Would you filter these records and copy every line that has the word "anyhow"?

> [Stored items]
* * * * * * * * *

use std::fs::File;
use std::io::{self, BufReader, Read};
use std::path::{Path, PathBuf};

use anyhow::Result;
use libsql::Value;
use serde::Serialize;
use serde_json::json;
use sha2::{Digest, Sha256};

use crate::api::{JsonApiResource, identifier};
use crate::db::{Database, NOW};
use crate::error::ValidationErrors;

use super::Storage;
use super::storage::store_path;

/// Files up to this size are hashed while the upload is saved.
pub const CHECKSUM_THRESHOLD: u64 = 100 * 1024 * 1024;

pub const IMAGE_EXTENSIONS: &[&str] = &["png", "jpg", "jpeg", "gif", "bmp", "tiff", "ico", "webp"];

/// Default `mounted_as` for avatar uploads.
pub const AVATAR_MOUNT: &str = "avatar";

#[derive(Debug, Clone, Copy, PartialEq, Eq, Hash, PartialOrd, Ord)]
pub enum ModelType {
    Book,
    User,
}

impl ModelType {
    pub fn as_str(&self) -> &'static str {
        match self {
            ModelType::Book => "Book",
            ModelType::User => "User",
        }
    }

    pub fn table(&self) -> &'static str {
        match self {
            ModelType::Book => "books",
            ModelType::User => "users",
        }
    }

    /// Path segment used by the store layout.
    pub fn snake(&self) -> &'static str {
        match self {
            ModelType::Book => "book",
            ModelType::User => "user",
        }
    }

    pub fn parse(raw: &str) -> Option<Self> {
        match raw.trim() {
            "Book" | "book" | "books" => Some(ModelType::Book),
            "User" | "user" | "users" => Some(ModelType::User),
            _ => None,
        }
    }
}

/// Polymorphic owner of an upload.
#[derive(Debug, Clone, Copy, PartialEq, Eq, Hash)]
pub struct ModelRef {
    pub model_type: ModelType,
    pub id: i64,
}

impl ModelRef {
    pub fn new(model_type: ModelType, id: i64) -> Self {
        ModelRef { model_type, id }
    }
}

#[derive(Debug, Clone, Copy, PartialEq, Eq)]
pub enum UploaderKind {
    File,
    Avatar,
}

impl UploaderKind {
    pub fn as_str(&self) -> &'static str {
        match self {
            UploaderKind::File => "FileUploader",
            UploaderKind::Avatar => "AvatarUploader",
        }
    }

    pub fn parse(raw: &str) -> Option<Self> {
        match raw.trim() {
            "FileUploader" => Some(UploaderKind::File),
            "AvatarUploader" => Some(UploaderKind::Avatar),
            _ => None,
        }
    }

    /// Directory, relative to the store root, that holds a model's files.
    pub fn store_dir(&self, model: &ModelRef, mounted_as: Option<&str>) -> String {
        match self {
            UploaderKind::File => format!("{}/{}", model.model_type.snake(), model.id),
            UploaderKind::Avatar => format!(
                "-/system/{}/{}/{}",
                model.model_type.snake(),
                mounted_as.unwrap_or(AVATAR_MOUNT),
                model.id
            ),
        }
    }
}

/// Reduces a client-supplied name to a safe basename. `None` when nothing
/// usable is left.
pub fn sanitize_filename(name: &str) -> Option<String> {
    let base = name.rsplit(['/', '\\']).next().unwrap_or_default();
    let cleaned: String = base
        .chars()
        .map(|c| {
            if c.is_ascii_alphanumeric() || matches!(c, '.' | '_' | '-') {
                c
            } else {
                '_'
            }
        })
        .collect();

    if cleaned.trim_matches('.').is_empty() {
        None
    } else {
        Some(cleaned)
    }
}

fn extension(path: &str) -> Option<String> {
    Path::new(path)
        .extension()
        .and_then(|e| e.to_str())
        .map(str::to_ascii_lowercase)
}

/// SHA-256 of a file, hex encoded. The file is streamed, never loaded whole.
pub fn hexdigest(path: &Path) -> io::Result<String> {
    let mut reader = BufReader::new(File::open(path)?);
    let mut hasher = Sha256::new();
    let mut buf = [0u8; 64 * 1024];

    loop {
        let n = reader.read(&mut buf)?;
        if n == 0 {
            break;
        }
        hasher.update(&buf[..n]);
    }

    Ok(hex::encode(hasher.finalize()))
}

#[derive(Debug, Clone, Serialize)]
pub struct Upload {
    #[serde(skip_serializing)]
    pub id: i64,
    pub size: i64,
    pub path: String,
    pub checksum: Option<String>,
    pub model_type: String,
    pub model_id: i64,
    pub uploader: String,
    pub mount_point: Option<String>,
    pub created_at: String,
}

impl JsonApiResource for Upload {
    const TYPE: &'static str = "uploads";

    fn id(&self) -> i64 {
        self.id
    }

    fn relationships(&self) -> Option<serde_json::Value> {
        let kind = ModelType::parse(&self.model_type)?;
        Some(json!({
            "model": { "data": identifier(kind.table(), self.model_id) }
        }))
    }
}

impl Upload {
    pub fn absolute_path(&self, root: &Path) -> io::Result<PathBuf> {
        store_path(root, &self.path)
    }

    pub fn filename(&self) -> &str {
        self.path.rsplit('/').next().unwrap_or(&self.path)
    }

    pub fn owner(&self) -> Option<ModelRef> {
        ModelType::parse(&self.model_type).map(|t| ModelRef::new(t, self.model_id))
    }
}

/// An upload that has not been persisted yet.
#[derive(Debug, Clone, PartialEq)]
pub struct NewUpload {
    pub size: Option<i64>,
    pub path: Option<String>,
    pub checksum: Option<String>,
    pub model: Option<ModelRef>,
    pub uploader: Option<UploaderKind>,
    pub mount_point: Option<String>,
}

impl NewUpload {
    /// Record for a file already at `<store_dir>/<filename>`.
    pub fn for_file(uploader: UploaderKind, model: ModelRef, mounted_as: Option<&str>, filename: &str, size: i64) -> Self {
        let mount_point = match uploader {
            UploaderKind::Avatar => Some(mounted_as.unwrap_or(AVATAR_MOUNT).to_string()),
            UploaderKind::File => mounted_as.map(str::to_string),
        };
        NewUpload {
            size: Some(size),
            path: Some(format!("{}/{filename}", uploader.store_dir(&model, mounted_as))),
            checksum: None,
            model: Some(model),
            uploader: Some(uploader),
            mount_point,
        }
    }

    pub fn absolute_path(&self, root: &Path) -> Option<PathBuf> {
        self.path.as_deref().and_then(|p| store_path(root, p).ok())
    }

    pub fn exists(&self, root: &Path) -> bool {
        self.absolute_path(root).is_some_and(|p| p.is_file())
    }

    /// Clears the checksum, then recomputes it if the file is there.
    pub fn calculate_checksum(&mut self, root: &Path) -> io::Result<()> {
        self.checksum = None;
        if let Some(path) = self.absolute_path(root).filter(|p| p.is_file()) {
            self.checksum = Some(hexdigest(&path)?);
        }
        Ok(())
    }

    pub fn foreground_checksummable(&self, root: &Path) -> bool {
        self.checksum.is_none()
            && self.size.is_some_and(|s| s >= 0 && (s as u64) <= CHECKSUM_THRESHOLD)
            && self.exists(root)
    }

    pub fn validate(&self, errors: &mut ValidationErrors) {
        if self.size.is_none() {
            errors.add("size", "can't be blank");
        }
        if self.path.as_deref().is_none_or(|p| p.trim().is_empty()) {
            errors.add("path", "can't be blank");
        }
        if self.model.is_none() {
            errors.add("model", "can't be blank");
        }
        if self.uploader.is_none() {
            errors.add("uploader", "can't be blank");
        }

        if self.uploader == Some(UploaderKind::Avatar) {
            let is_image = self
                .path
                .as_deref()
                .and_then(extension)
                .is_some_and(|ext| IMAGE_EXTENSIONS.contains(&ext.as_str()));
            if !is_image {
                errors.add(
                    "file",
                    format!("must be one of the following types: {}", IMAGE_EXTENSIONS.join(", ")),
                );
            }
            if self.model.is_some_and(|m| m.model_type != ModelType::User) {
                errors.add("model", "must be a User for avatar uploads");
            }
            if self.mount_point.as_deref().is_some_and(|m| m != AVATAR_MOUNT) {
                errors.add("mounted_as", "is not included in the list");
            }
        }
    }
}

const UPLOAD_COLUMNS: &str = "id, size, path, checksum, model_type, model_id, uploader, mount_point, created_at";

pub struct Uploads<'a> {
    db: &'a Database,
    storage: &'a Storage,
}

impl<'a> Uploads<'a> {
    pub fn new(db: &'a Database, storage: &'a Storage) -> Self {
        Self { db, storage }
    }

    /// Owner rows must exist before anything is attached to them.
    pub async fn missing_owner(&self, upload: &NewUpload) -> Result<ValidationErrors> {
        let mut errors = ValidationErrors::new();
        if let Some(model) = upload.model {
            if !self.db.exists(model.model_type.table(), model.id).await? {
                errors.add("model", "must exist");
            }
        }
        Ok(errors)
    }

    /// Persists the record, hashing the file first when it is small enough.
    /// An existing upload with the same uploader and path is replaced.
    pub async fn save(&self, mut upload: NewUpload) -> Result<Upload> {
        let root = self.storage.root().to_path_buf();
        if upload.foreground_checksummable(&root) {
            upload = tokio::task::spawn_blocking(move || {
                upload.calculate_checksum(&root)?;
                Ok::<_, io::Error>(upload)
            })
            .await??;
        }

        let (Some(size), Some(path), Some(model), Some(uploader)) =
            (upload.size, upload.path.as_deref(), upload.model, upload.uploader)
        else {
            anyhow::bail!("upload is missing required fields");
        };

        let query = format!(
            "INSERT INTO uploads (size, path, checksum, model_type, model_id, uploader, mount_point)
             VALUES (?, ?, ?, ?, ?, ?, ?)
             ON CONFLICT (uploader, path) DO UPDATE SET
                size = excluded.size,
                checksum = excluded.checksum,
                model_type = excluded.model_type,
                model_id = excluded.model_id,
                mount_point = excluded.mount_point,
                created_at = {NOW}
             RETURNING {UPLOAD_COLUMNS}"
        );

        let mut rows = self
            .db
            .connection()
            .query(
                &query,
                libsql::params![
                    size,
                    path,
                    upload.checksum.clone(),
                    model.model_type.as_str(),
                    model.id,
                    uploader.as_str(),
                    upload.mount_point.clone()
                ],
            )
            .await?;

        match rows.next().await? {
            Some(row) => {
                let saved = row_to_upload(&row)?;
                tracing::debug!(
                    upload_id = saved.id,
                    size,
                    deferred = saved.checksum.is_none(),
                    "saved upload"
                );
                Ok(saved)
            }
            None => anyhow::bail!("Failed to save upload"),
        }
    }

    pub async fn get(&self, id: i64) -> Result<Option<Upload>> {
        let query = format!("SELECT {UPLOAD_COLUMNS} FROM uploads WHERE id = ?");
        let mut rows = self.db.connection().query(&query, libsql::params![id]).await?;

        match rows.next().await? {
            Some(row) => Ok(Some(row_to_upload(&row)?)),
            None => Ok(None),
        }
    }

    /// Removes the record and its file.
    pub async fn destroy(&self, upload: &Upload) -> Result<()> {
        self.db
            .connection()
            .execute("DELETE FROM uploads WHERE id = ?", libsql::params![upload.id])
            .await?;

        if !self.storage.remove(&upload.path).await? {
            tracing::warn!(upload_id = upload.id, path = %upload.path, "upload file was already gone");
        }
        Ok(())
    }

    pub async fn destroy_for_model(&self, model: &ModelRef) -> Result<usize> {
        let uploads = self.for_model(model).await?;
        for upload in &uploads {
            self.destroy(upload).await?;
        }
        Ok(uploads.len())
    }

    /// Destroys the model's other avatar uploads once `keep_id` took their
    /// place.
    pub async fn replace_avatar(&self, model: &ModelRef, keep_id: i64) -> Result<usize> {
        let previous: Vec<Upload> = self
            .for_model(model)
            .await?
            .into_iter()
            .filter(|u| u.id != keep_id && u.uploader == UploaderKind::Avatar.as_str())
            .collect();
        for upload in &previous {
            self.destroy(upload).await?;
        }
        Ok(previous.len())
    }

    pub async fn for_model(&self, model: &ModelRef) -> Result<Vec<Upload>> {
        let query = format!("SELECT {UPLOAD_COLUMNS} FROM uploads WHERE model_type = ? AND model_id = ? ORDER BY id");
        let mut rows = self
            .db
            .connection()
            .query(&query, libsql::params![model.model_type.as_str(), model.id])
            .await?;

        let mut uploads = Vec::new();
        while let Some(row) = rows.next().await? {
            uploads.push(row_to_upload(&row)?);
        }
        Ok(uploads)
    }

    /// One query for any number of paths of a single model class.
    pub async fn find_by_paths(
        &self,
        model_type: ModelType,
        uploader: UploaderKind,
        paths: &[String],
    ) -> Result<Vec<Upload>> {
        if paths.is_empty() {
            return Ok(vec![]);
        }

        let placeholders = vec!["?"; paths.len()].join(", ");
        let query = format!(
            "SELECT {UPLOAD_COLUMNS} FROM uploads
             WHERE uploader = ? AND model_type = ? AND path IN ({placeholders})"
        );

        let mut params = vec![
            Value::Text(uploader.as_str().to_string()),
            Value::Text(model_type.as_str().to_string()),
        ];
        params.extend(paths.iter().map(|p| Value::Text(p.clone())));

        let mut rows = self.db.connection().query(&query, params).await?;
        let mut uploads = Vec::new();
        while let Some(row) = rows.next().await? {
            uploads.push(row_to_upload(&row)?);
        }
        Ok(uploads)
    }

    /// Uploads still waiting for a checksum, oldest first, after `after_id`.
    pub async fn pending_checksums(&self, after_id: i64, limit: u32) -> Result<Vec<Upload>> {
        let query = format!(
            "SELECT {UPLOAD_COLUMNS} FROM uploads
             WHERE checksum IS NULL AND id > ?
             ORDER BY id ASC
             LIMIT ?"
        );
        let mut rows = self
            .db
            .connection()
            .query(&query, libsql::params![after_id, limit as i64])
            .await?;

        let mut uploads = Vec::new();
        while let Some(row) = rows.next().await? {
            uploads.push(row_to_upload(&row)?);
        }
        Ok(uploads)
    }

    pub async fn set_checksum(&self, id: i64, checksum: &str) -> Result<()> {
        self.db
            .connection()
            .execute(
                "UPDATE uploads SET checksum = ? WHERE id = ? AND checksum IS NULL",
                libsql::params![checksum, id],
            )
            .await?;
        Ok(())
    }
}

fn row_to_upload(row: &libsql::Row) -> Result<Upload> {
    Ok(Upload {
        id: row.get(0)?,
        size: row.get(1)?,
        path: row.get(2)?,
        checksum: row.get(3)?,
        model_type: row.get(4)?,
        model_id: row.get(5)?,
        uploader: row.get(6)?,
        mount_point: row.get(7)?,
        created_at: row.get(8)?,
    })
}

* * * * * * * * *

> [Written solution]
use anyhow::Result;
            anyhow::bail!("upload is missing required fields");
            None => anyhow::bail!("Failed to save upload"),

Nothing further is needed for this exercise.